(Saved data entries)

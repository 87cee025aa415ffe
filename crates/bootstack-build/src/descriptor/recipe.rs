//! Lowering a parsed descriptor into the fixed five-step build shape.
//!
//! The pipeline always runs base, dependency install, source copy,
//! identity, entry, in that order. Lowering maps descriptor instructions
//! onto those steps and rejects orderings the pipeline could not honour:
//!
//! - `FROM` comes first and only once.
//! - A `COPY` of one file directly followed by `RUN` copies the
//!   dependency manifest; those `RUN`s are the install commands.
//! - Every other `COPY` is a source copy. `RUN` anywhere else is an error.
//! - `WORKDIR` must precede every `COPY` and `RUN`.
//! - `ENV`, `LABEL`, `EXPOSE` are image metadata, applied on top of the
//!   base image's configuration.
//! - The last `USER` and the last `CMD`/`ENTRYPOINT` win.

use std::path::{Component, Path};

use bootstack_common::types::{EntryCommand, RuntimeIdentity};

use super::ast::{CommandForm, Descriptor, Instruction, Located};
use crate::error::{BuildError, Result};

/// Image metadata set by the descriptor.
#[derive(Debug, Clone, PartialEq, Eq)]
pub enum ConfigDirective {
    /// `ENV key=value`
    Env(String, String),
    /// `WORKDIR path`
    Workdir(String),
    /// `LABEL key=value`
    Label(String, String),
    /// `EXPOSE port`
    Expose(String),
}

/// The manifest copy and the commands that install from it.
#[derive(Debug, Clone, PartialEq, Eq)]
pub struct DependencyStep {
    /// Manifest path relative to the build context.
    pub manifest: String,
    /// Destination inside the image.
    pub dest: String,
    /// Install commands, in order.
    pub commands: Vec<CommandForm>,
}

/// One `COPY` of application sources.
#[derive(Debug, Clone, PartialEq, Eq)]
pub struct CopyStep {
    /// Sources relative to the build context.
    pub sources: Vec<String>,
    /// Destination inside the image.
    pub dest: String,
}

/// A descriptor lowered onto the build stages.
#[derive(Debug, Clone, PartialEq, Eq)]
pub struct BuildRecipe {
    /// Base image reference or source URI.
    pub base: String,
    /// Metadata applied after the base configuration is inherited.
    pub directives: Vec<ConfigDirective>,
    /// Dependency install step, if the descriptor has one.
    pub dependencies: Option<DependencyStep>,
    /// Source copies, in order.
    pub sources: Vec<CopyStep>,
    /// Identity from `USER`; the configured default applies when absent.
    pub identity: Option<RuntimeIdentity>,
    /// The entry command.
    pub entry: EntryCommand,
}

impl BuildRecipe {
    /// Lowers a descriptor.
    ///
    /// # Errors
    ///
    /// Returns [`BuildError::Descriptor`] naming the offending line.
    pub fn from_descriptor(descriptor: &Descriptor) -> Result<Self> {
        let mut iter = descriptor.instructions.iter().peekable();
        let base = match iter.next() {
            Some(Located {
                instruction: Instruction::From { image },
                ..
            }) => image.clone(),
            Some(other) => {
                return Err(BuildError::descriptor(
                    other.line,
                    format!("expected FROM first, found {}", other.instruction.keyword()),
                ));
            }
            None => return Err(BuildError::descriptor(0, "descriptor contains no instructions")),
        };

        let mut recipe = Lowering::default();
        while let Some(located) = iter.next() {
            let next_is_run = matches!(
                iter.peek(),
                Some(Located {
                    instruction: Instruction::Run(_),
                    ..
                })
            );
            recipe.lower(located, next_is_run)?;
        }

        let last_line = descriptor.instructions.last().map_or(0, |l| l.line);
        let entry = recipe.entry(last_line)?;
        Ok(Self {
            base,
            directives: recipe.directives,
            dependencies: recipe.dependencies,
            sources: recipe.sources,
            identity: recipe.identity,
            entry,
        })
    }
}

#[derive(Default)]
struct Lowering {
    directives: Vec<ConfigDirective>,
    dependencies: Option<DependencyStep>,
    sources: Vec<CopyStep>,
    identity: Option<RuntimeIdentity>,
    cmd: Option<CommandForm>,
    entrypoint: Option<CommandForm>,
    in_dependency_block: bool,
    file_step_seen: bool,
}

impl Lowering {
    fn lower(&mut self, located: &Located, next_is_run: bool) -> Result<()> {
        let line = located.line;
        if !matches!(located.instruction, Instruction::Run(_)) {
            self.in_dependency_block = false;
        }
        match &located.instruction {
            Instruction::From { .. } => {
                return Err(BuildError::descriptor(line, "multi-stage builds are not supported"));
            }
            Instruction::Copy { sources, dest } => {
                for source in sources {
                    check_context_path(line, source)?;
                }
                self.file_step_seen = true;
                if next_is_run && sources.len() == 1 && names_a_file(&sources[0]) {
                    self.lower_manifest_copy(line, &sources[0], dest)?;
                } else {
                    self.sources.push(CopyStep {
                        sources: sources.clone(),
                        dest: dest.clone(),
                    });
                }
            }
            Instruction::Run(command) => match &mut self.dependencies {
                Some(step) if self.in_dependency_block => step.commands.push(command.clone()),
                _ => {
                    return Err(BuildError::descriptor(
                        line,
                        "RUN is only supported directly after copying the dependency manifest",
                    ));
                }
            },
            Instruction::Workdir(path) => {
                if self.file_step_seen {
                    return Err(BuildError::descriptor(line, "WORKDIR must precede COPY and RUN"));
                }
                self.directives.push(ConfigDirective::Workdir(path.clone()));
            }
            Instruction::Env(pairs) => self.directives.extend(
                pairs
                    .iter()
                    .map(|(k, v)| ConfigDirective::Env(k.clone(), v.clone())),
            ),
            Instruction::Label(pairs) => self.directives.extend(
                pairs
                    .iter()
                    .map(|(k, v)| ConfigDirective::Label(k.clone(), v.clone())),
            ),
            Instruction::Expose(ports) => self
                .directives
                .extend(ports.iter().cloned().map(ConfigDirective::Expose)),
            Instruction::User(spec) => {
                let identity = RuntimeIdentity::parse(spec)
                    .map_err(|e| BuildError::descriptor(line, format!("USER {spec}: {e}")))?;
                self.identity = Some(identity);
            }
            Instruction::Cmd(form) => self.cmd = Some(form.clone()),
            Instruction::Entrypoint(form) => self.entrypoint = Some(form.clone()),
        }
        Ok(())
    }

    fn lower_manifest_copy(&mut self, line: usize, manifest: &str, dest: &str) -> Result<()> {
        if self.dependencies.is_some() {
            return Err(BuildError::descriptor(line, "only one dependency install step is supported"));
        }
        if !self.sources.is_empty() {
            return Err(BuildError::descriptor(
                line,
                "dependency install must come before source copies",
            ));
        }
        self.dependencies = Some(DependencyStep {
            manifest: manifest.to_string(),
            dest: dest.to_string(),
            commands: Vec::new(),
        });
        self.in_dependency_block = true;
        Ok(())
    }

    /// `ENTRYPOINT` argv followed by `CMD` argv. A shell-form entrypoint
    /// ignores `CMD`.
    fn entry(&self, line: usize) -> Result<EntryCommand> {
        let argv = match (&self.entrypoint, &self.cmd) {
            (Some(shell @ CommandForm::Shell(_)), _) => shell.to_argv(),
            (Some(CommandForm::Exec(entrypoint)), cmd) => {
                let mut argv = entrypoint.clone();
                argv.extend(cmd.iter().flat_map(CommandForm::to_argv));
                argv
            }
            (None, Some(cmd)) => cmd.to_argv(),
            (None, None) => {
                return Err(BuildError::descriptor(line, "descriptor declares no CMD or ENTRYPOINT"));
            }
        };
        EntryCommand::new(argv).map_err(|e| BuildError::descriptor(line, e.to_string()))
    }
}

/// Whether a source can only be a single file: not the context root, no
/// trailing slash, no wildcard.
fn names_a_file(source: &str) -> bool {
    !matches!(source, "." | "./") && !source.ends_with('/') && !source.contains('*')
}

fn check_context_path(line: usize, source: &str) -> Result<()> {
    let escapes = Path::new(source)
        .components()
        .any(|c| matches!(c, Component::ParentDir | Component::RootDir | Component::Prefix(_)));
    if escapes {
        return Err(BuildError::descriptor(
            line,
            format!("COPY source {source:?} is outside the build context"),
        ));
    }
    Ok(())
}

#[cfg(test)]
mod tests {
    use super::*;
    use crate::descriptor::parse;

    fn lower(text: &str) -> Result<BuildRecipe> {
        BuildRecipe::from_descriptor(&parse(text)?)
    }

    #[test]
    fn typical_descriptor_maps_onto_stages() {
        let recipe = lower(
            "FROM python:3.11-slim\nWORKDIR /app\nCOPY requirements.txt .\n\
             RUN pip install --upgrade pip\nRUN pip install --no-cache-dir -r requirements.txt\n\
             COPY . .\nENV PYTHONUNBUFFERED=1\nUSER 1000\nCMD [\"python\", \"main.py\"]",
        )
        .expect("lower");

        assert_eq!(recipe.base, "python:3.11-slim");
        let deps = recipe.dependencies.expect("dependency step");
        assert_eq!(deps.manifest, "requirements.txt");
        assert_eq!(deps.dest, ".");
        assert_eq!(deps.commands.len(), 2);
        assert_eq!(recipe.sources, vec![CopyStep {
            sources: vec![".".into()],
            dest: ".".into(),
        }]);
        assert_eq!(recipe.identity, Some(RuntimeIdentity { uid: 1000, gid: 1000 }));
        assert_eq!(recipe.entry.argv(), ["python", "main.py"]);
        assert_eq!(recipe.directives, vec![
            ConfigDirective::Workdir("/app".into()),
            ConfigDirective::Env("PYTHONUNBUFFERED".into(), "1".into()),
        ]);
    }

    #[test]
    fn entrypoint_and_cmd_concatenate() {
        let recipe = lower("FROM a\nENTRYPOINT [\"python\"]\nCMD [\"main.py\"]").expect("lower");
        assert_eq!(recipe.entry.argv(), ["python", "main.py"]);

        let recipe = lower("FROM a\nENTRYPOINT python app.py\nCMD [\"ignored\"]").expect("lower");
        assert_eq!(recipe.entry.argv(), ["/bin/sh", "-c", "python app.py"]);
    }

    #[test]
    fn last_cmd_wins_and_shell_form_uses_sh() {
        let recipe = lower("FROM a\nCMD [\"first\"]\nCMD python main.py").expect("lower");
        assert_eq!(recipe.entry.argv(), ["/bin/sh", "-c", "python main.py"]);
    }

    #[test]
    fn missing_entry_is_rejected() {
        let err = lower("FROM a\nCOPY . .").expect_err("no entry");
        assert!(err.to_string().contains("no CMD or ENTRYPOINT"));
        assert!(lower("FROM a\nCMD []").is_err());
    }

    #[test]
    fn root_user_is_rejected() {
        let err = lower("FROM a\nUSER 0\nCMD x").expect_err("root");
        assert!(matches!(err, BuildError::Descriptor { line: 2, .. }));
        assert!(lower("FROM a\nUSER appuser\nCMD x").is_err());
    }

    #[test]
    fn ordering_violations_are_rejected() {
        assert!(lower("WORKDIR /app\nFROM a\nCMD x").is_err());
        assert!(lower("FROM a\nFROM b\nCMD x").is_err());
        assert!(lower("FROM a\nRUN echo hi\nCMD x").is_err());
        assert!(lower("FROM a\nCOPY . .\nRUN make\nCMD x").is_err());
        assert!(lower("FROM a\nCOPY . .\nWORKDIR /app\nCMD x").is_err());
        assert!(lower("FROM a\nCOPY src /src\nCOPY req.txt .\nRUN pip\nCMD x").is_err());
    }

    #[test]
    fn dependency_block_ends_at_first_non_run_instruction() {
        let err = lower("FROM a\nCOPY requirements.txt .\nRUN one\nENV X=1\nRUN two\nCMD x")
            .expect_err("run after env");
        assert!(matches!(err, BuildError::Descriptor { line: 5, .. }));

        let recipe = lower("FROM a\nCOPY requirements.txt .\nRUN one\nRUN two\nENV X=1\nCMD x")
            .expect("lower");
        assert_eq!(recipe.dependencies.expect("dependency step").commands.len(), 2);
    }

    #[test]
    fn copy_sources_must_stay_in_context() {
        assert!(lower("FROM a\nCOPY ../secret /s\nCMD x").is_err());
        assert!(lower("FROM a\nCOPY /etc/passwd /p\nCMD x").is_err());
    }

    #[test]
    fn manifest_copy_without_run_is_a_source_copy() {
        let recipe = lower("FROM a\nCOPY requirements.txt .\nCMD x").expect("lower");
        assert!(recipe.dependencies.is_none());
        assert_eq!(recipe.sources.len(), 1);
    }
}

### TO DO:
Output the line holding "a\nCOPY /etc/passwd /p\nCMD", then every later line through the end of the records above, exactly as given and nothing else.

### THE COMPLETED TASK:
        assert!(lower("FROM a\nCOPY /etc/passwd /p\nCMD x").is_err());
    }

    #[test]
    fn manifest_copy_without_run_is_a_source_copy() {
        let recipe = lower("FROM a\nCOPY requirements.txt .\nCMD x").expect("lower");
        assert!(recipe.dependencies.is_none());
        assert_eq!(recipe.sources.len(), 1);
    }
}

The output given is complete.